From ffe81d45322cc3cb140f0db080a4727ea284661e Mon Sep 17 00:00:00 2001
From: Jens Axboe <axboe@kernel.dk>
Date: Tue, 4 Dec 2018 20:06:48 -0700
Subject: blk-mq: fix corruption with direct issue

If we attempt a direct issue to a SCSI device, and it returns BUSY, then
we queue the request up normally. However, the SCSI layer may have
already setup SG tables etc for this particular command. If we later
merge with this request, then the old tables are no longer valid. Once
we issue the IO, we only read/write the original part of the request,
not the new state of it.

This causes data corruption, and is most often noticed with the file
system complaining about the just read data being invalid:

[  235.934465] EXT4-fs error (device sda1): ext4_iget:4831: inode #7142: comm dpkg-query: bad extra_isize 24937 (inode size 256)

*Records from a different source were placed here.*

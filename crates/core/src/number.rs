#![forbid(unsafe_code)]

/// Job number formatting and parsing: `JOB-<4-digit year>-<seq>`, sequence
/// zero-padded to at least three digits and scoped per company per year.
/// Allocation itself (the atomic increment) lives with the store; these
/// helpers keep the wire format in one place.
pub fn format_job_number(year: i32, seq: u32) -> String {
    format!("JOB-{year:04}-{seq:03}")
}

/// Collision-resistant stand-in used when an existing number cannot be
/// parsed: a time-derived suffix instead of failing the whole operation.
pub fn fallback_job_number(year: i32, now_ms: i64) -> String {
    format!("JOB-{year:04}-{:03}", now_ms.rem_euclid(1000))
}

#[derive(Clone, Copy, Debug, PartialEq, Eq)]
pub struct ParsedJobNumber {
    pub year: i32,
    pub seq: u32,
}

/// Parse `JOB-YYYY-NNN`. The sequence accepts any digit run of three or more
/// so numbers past 999 remain parseable.
pub fn parse_job_number(value: &str) -> Option<ParsedJobNumber> {
    let rest = value.trim().strip_prefix("JOB-")?;
    let (year_part, seq_part) = rest.split_once('-')?;
    if year_part.len() != 4 || !year_part.chars().all(|c| c.is_ascii_digit()) {
        return None;
    }
    if seq_part.len() < 3 || !seq_part.chars().all(|c| c.is_ascii_digit()) {
        return None;
    }
    let year = year_part.parse::<i32>().ok()?;
    let seq = seq_part.parse::<u32>().ok()?;
    Some(ParsedJobNumber { year, seq })
}

#[cfg(test)]
mod tests {
    use super::*;

    #[test]
    fn format_pads_to_three_digits() {
        assert_eq!(format_job_number(2025, 1), "JOB-2025-001");
        assert_eq!(format_job_number(2025, 14), "JOB-2025-014");
        assert_eq!(format_job_number(2025, 1234), "JOB-2025-1234");
    }

    #[test]
    fn parse_accepts_well_formed_numbers() {
        assert_eq!(
            parse_job_number("JOB-2025-014"),
            Some(ParsedJobNumber {
                year: 2025,
                seq: 14
            })
        );
        assert_eq!(
            parse_job_number(" JOB-2024-1000 "),
            Some(ParsedJobNumber {
                year: 2024,
                seq: 1000
            })
        );
    }

    #[test]
    fn parse_rejects_malformed_numbers() {
        assert_eq!(parse_job_number("JOB-25-014"), None);
        assert_eq!(parse_job_number("JOB-2025-14"), None);
        assert_eq!(parse_job_number("INV-2025-014"), None);
        assert_eq!(parse_job_number("JOB-2025-abc"), None);
        assert_eq!(parse_job_number(""), None);
    }

    #[test]
    fn round_trip() {
        let formatted = format_job_number(2026, 7);
        assert_eq!(
            parse_job_number(&formatted),
            Some(ParsedJobNumber { year: 2026, seq: 7 })
        );
    }

    #[test]
    fn fallback_stays_in_format() {
        let fallback = fallback_job_number(2025, 1_724_803_123_456);
        assert!(parse_job_number(&fallback).is_some());
    }
}
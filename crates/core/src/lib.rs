#![forbid(unsafe_code)]

pub mod access;
pub mod ids;
pub mod number;
pub mod recurrence;
pub mod status;
pub mod transition;
#![forbid(unsafe_code)]

use fo_core::ids::CompanyId;
use fo_core::recurrence::OccurrenceSlot;
use fo_core::status::{JobPriority, JobStatus, JobType};
use fo_storage::{
    JobCreateRequest, JobSetStatusRequest, JobUpdateRequest, SqliteStore, StoreError,
    TeamAssignmentAddRequest,
};
use std::path::PathBuf;

fn temp_dir(test_name: &str) -> PathBuf {
    let base = std::env::temp_dir();
    let pid = std::process::id();
    let nonce = std::time::SystemTime::now()
        .duration_since(std::time::UNIX_EPOCH)
        .unwrap_or_default()
        .as_millis();
    let dir = base.join(format!("fo_storage_{test_name}_{pid}_{nonce}"));
    std::fs::create_dir_all(&dir).expect("create temp dir");
    dir
}

fn setup(test_name: &str) -> (SqliteStore, CompanyId) {
    let dir = temp_dir(test_name);
    let store = SqliteStore::open(&dir).expect("open store");
    let company = CompanyId::try_new("acme-plumbing".to_string()).expect("company id");
    (store, company)
}

fn create_request(title: &str) -> JobCreateRequest {
    JobCreateRequest {
        title: title.to_string(),
        description: Some("Replace the water heater".to_string()),
        priority: JobPriority::High,
        job_type: Some(JobType::Installation),
        property_id: "prop_001".to_string(),
        customer_id: Some("cust_001".to_string()),
        assigned_to: None,
        scheduled_start_ms: None,
        scheduled_end_ms: None,
        total_amount_cents: 45_000,
        notes: None,
        created_by: "user_owner".to_string(),
    }
}

#[test]
fn create_assigns_id_number_and_quoted_status() {
    let (mut store, company) = setup("create_basic");

    let job = store
        .job_create(&company, create_request("Water heater install"))
        .expect("create job");

    assert_eq!(job.status, JobStatus::Quoted);
    assert!(job.id.starts_with("job_"));
    assert!(job.number.starts_with("JOB-"));
    assert!(job.number.ends_with("-001"));
    assert_eq!(job.total_amount_cents, 45_000);
    assert!(job.actual_start_ms.is_none());

    let fetched = store
        .job_get(&company, &job.id)
        .expect("get job")
        .expect("job exists");
    assert_eq!(fetched.number, job.number);
    assert_eq!(fetched.title, "Water heater install");
}

#[test]
fn create_rejects_blank_title_and_negative_money() {
    let (mut store, company) = setup("create_invalid");

    let mut request = create_request("  ");
    let err = store.job_create(&company, request.clone()).unwrap_err();
    assert!(matches!(err, StoreError::InvalidInput(_)));

    request.title = "ok".to_string();
    request.total_amount_cents = -1;
    let err = store.job_create(&company, request).unwrap_err();
    assert!(matches!(err, StoreError::InvalidInput(_)));
}

#[test]
fn numbers_increment_per_company() {
    let (mut store, company) = setup("numbers_increment");

    let first = store
        .job_create(&company, create_request("First"))
        .expect("create first");
    let second = store
        .job_create(&company, create_request("Second"))
        .expect("create second");
    assert!(first.number.ends_with("-001"));
    assert!(second.number.ends_with("-002"));

    // A different company starts its own sequence.
    let other = CompanyId::try_new("other-co".to_string()).expect("company id");
    let job = store
        .job_create(&other, create_request("Other first"))
        .expect("create other");
    assert!(job.number.ends_with("-001"));
}

#[test]
fn set_status_stamps_actual_times() {
    let (mut store, company) = setup("status_stamps");
    let job = store
        .job_create(&company, create_request("Repair"))
        .expect("create");

    let started = store
        .job_set_status(
            &company,
            &job.id,
            JobSetStatusRequest {
                status: JobStatus::InProgress,
                scheduled_start_ms: None,
                scheduled_end_ms: None,
                reason: None,
                actor_id: "user_tech".to_string(),
            },
        )
        .expect("start");
    assert_eq!(started.status, JobStatus::InProgress);
    let start_stamp = started.actual_start_ms.expect("actual_start stamped");
    assert!(started.actual_end_ms.is_none());

    let completed = store
        .job_set_status(
            &company,
            &job.id,
            JobSetStatusRequest {
                status: JobStatus::Completed,
                scheduled_start_ms: None,
                scheduled_end_ms: None,
                reason: None,
                actor_id: "user_tech".to_string(),
            },
        )
        .expect("complete");
    assert_eq!(completed.actual_start_ms, Some(start_stamp));
    assert!(completed.actual_end_ms.is_some());
}

#[test]
fn cancel_appends_reason_to_notes() {
    let (mut store, company) = setup("cancel_reason");
    let mut request = create_request("Doomed job");
    request.notes = Some("Customer prefers mornings".to_string());
    let job = store.job_create(&company, request).expect("create");

    let cancelled = store
        .job_set_status(
            &company,
            &job.id,
            JobSetStatusRequest {
                status: JobStatus::Cancelled,
                scheduled_start_ms: None,
                scheduled_end_ms: None,
                reason: Some("customer moved away".to_string()),
                actor_id: "user_owner".to_string(),
            },
        )
        .expect("cancel");

    let notes = cancelled.notes.expect("notes present");
    assert!(notes.starts_with("Customer prefers mornings"));
    assert!(notes.ends_with("[CANCELLED]: customer moved away"));
}

#[test]
fn set_status_persists_schedule_supplied_with_request() {
    let (mut store, company) = setup("status_schedule");
    let job = store
        .job_create(&company, create_request("Schedule me"))
        .expect("create");

    let scheduled = store
        .job_set_status(
            &company,
            &job.id,
            JobSetStatusRequest {
                status: JobStatus::Scheduled,
                scheduled_start_ms: Some(1_700_000_000_000),
                scheduled_end_ms: Some(1_700_003_600_000),
                reason: None,
                actor_id: "user_owner".to_string(),
            },
        )
        .expect("schedule");
    assert_eq!(scheduled.scheduled_start_ms, Some(1_700_000_000_000));
    assert_eq!(scheduled.scheduled_end_ms, Some(1_700_003_600_000));
}

#[test]
fn update_merges_partial_fields() {
    let (mut store, company) = setup("update_partial");
    let job = store
        .job_create(&company, create_request("Original title"))
        .expect("create");

    let updated = store
        .job_update(
            &company,
            &job.id,
            JobUpdateRequest {
                priority: Some(JobPriority::Urgent),
                assigned_to: Some("user_tech".to_string()),
                ..JobUpdateRequest::default()
            },
        )
        .expect("update");

    assert_eq!(updated.title, "Original title");
    assert_eq!(updated.priority, JobPriority::Urgent);
    assert_eq!(updated.assigned_to.as_deref(), Some("user_tech"));
    assert_eq!(updated.total_amount_cents, 45_000);
}

#[test]
fn insert_occurrences_copies_seed_fields() {
    let (mut store, company) = setup("occurrences");
    let seed = store
        .job_create(&company, create_request("Quarterly filter swap"))
        .expect("create seed");

    let slots = vec![
        OccurrenceSlot {
            ordinal: 2,
            total: 3,
            title: "Quarterly filter swap (2/3)".to_string(),
            scheduled_start_ms: 1_710_000_000_000,
            scheduled_end_ms: None,
        },
        OccurrenceSlot {
            ordinal: 3,
            total: 3,
            title: "Quarterly filter swap (3/3)".to_string(),
            scheduled_start_ms: 1_717_800_000_000,
            scheduled_end_ms: None,
        },
    ];
    let created = store
        .job_insert_occurrences(&company, &seed.id, &slots)
        .expect("insert occurrences");

    assert_eq!(created.len(), 2);
    for (slot, job) in slots.iter().zip(&created) {
        assert_eq!(job.title, slot.title);
        assert_eq!(job.scheduled_start_ms, Some(slot.scheduled_start_ms));
        assert_eq!(job.status, seed.status);
        assert_eq!(job.property_id, seed.property_id);
        assert_eq!(job.total_amount_cents, seed.total_amount_cents);
        assert_ne!(job.id, seed.id);
        assert_ne!(job.number, seed.number);
    }
    assert!(created[0].number.ends_with("-002"));
    assert!(created[1].number.ends_with("-003"));
}

#[test]
fn insert_occurrences_unknown_seed_fails() {
    let (mut store, company) = setup("occurrences_unknown");
    let err = store
        .job_insert_occurrences(&company, "job_999999", &[])
        .unwrap_err();
    assert!(matches!(err, StoreError::UnknownId));
}

#[test]
fn detail_collects_relations() {
    let (mut store, company) = setup("detail_relations");
    let job = store
        .job_create(&company, create_request("With crew"))
        .expect("create");

    store
        .team_assignment_add(
            &company,
            TeamAssignmentAddRequest {
                job_id: job.id.clone(),
                user_id: "user_tech".to_string(),
                role: "lead".to_string(),
            },
        )
        .expect("assign");

    let detail = store.job_detail(&company, &job.id).expect("detail");
    assert_eq!(detail.team_assignments.len(), 1);
    assert_eq!(detail.team_assignments[0].user_id, "user_tech");
    assert!(detail.invoices.is_empty());

    let ctx = detail.transition_context();
    assert_eq!(ctx.team_assignments, vec!["user_tech".to_string()]);
}

#[test]
fn delete_removes_job_and_audit_trail() {
    let (mut store, company) = setup("delete_job");
    let job = store
        .job_create(&company, create_request("Temporary"))
        .expect("create");

    store.job_delete(&company, &job.id).expect("delete");
    assert!(store.job_get(&company, &job.id).expect("get").is_none());
    assert!(
        store
            .audit_tail(&company, &job.id, 10)
            .expect("tail")
            .is_empty()
    );

    let err = store.job_delete(&company, &job.id).unwrap_err();
    assert!(matches!(err, StoreError::UnknownId));
}

#[test]
fn audit_tail_records_lifecycle_newest_first() {
    let (mut store, company) = setup("audit_tail");
    let job = store
        .job_create(&company, create_request("Audited"))
        .expect("create");
    store
        .job_set_status(
            &company,
            &job.id,
            JobSetStatusRequest {
                status: JobStatus::InProgress,
                scheduled_start_ms: None,
                scheduled_end_ms: None,
                reason: None,
                actor_id: "user_tech".to_string(),
            },
        )
        .expect("start");

    let tail = store.audit_tail(&company, &job.id, 10).expect("tail");
    assert_eq!(tail.len(), 2);
    assert_eq!(tail[0].action, "status_change");
    assert_eq!(tail[1].action, "created");
    assert_eq!(tail[0].actor_id.as_deref(), Some("user_tech"));
    let meta = tail[0].meta_json.as_deref().expect("meta json");
    assert!(meta.contains("\"from\":\"quoted\""));
    assert!(meta.contains("\"to\":\"in_progress\""));
}

#[test]
fn company_scoping_hides_other_companies() {
    let (mut store, company) = setup("company_scope");
    let job = store
        .job_create(&company, create_request("Mine"))
        .expect("create");

    let other = CompanyId::try_new("rival-co".to_string()).expect("company id");
    assert!(store.job_get(&other, &job.id).expect("get").is_none());
    let err = store.job_detail(&other, &job.id).unwrap_err();
    assert!(matches!(err, StoreError::UnknownId));
}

because most of it is garbage...

This doesn't happen from the normal issue path, as we will simply defer
the request to the hardware queue dispatch list if we fail. Once it's on
the dispatch list, we never merge with it.

Fix this from the direct issue path by flagging the request as
REQ_NOMERGE so we don't change the size of it before issue.

See also:
  https://bugzilla.kernel.org/show_bug.cgi?id=201685

Tested-by: Guenter Roeck <linux@roeck-us.net>
Fixes: 6ce3dd6eec1 ("blk-mq: issue directly if hw queue isn't busy in case of 'none'")
Cc: stable@vger.kernel.org
Signed-off-by: Jens Axboe <axboe@kernel.dk>
---
 block/blk-mq.c | 26 +++++++++++++++++++++++++-
 1 file changed, 25 insertions(+), 1 deletion(-)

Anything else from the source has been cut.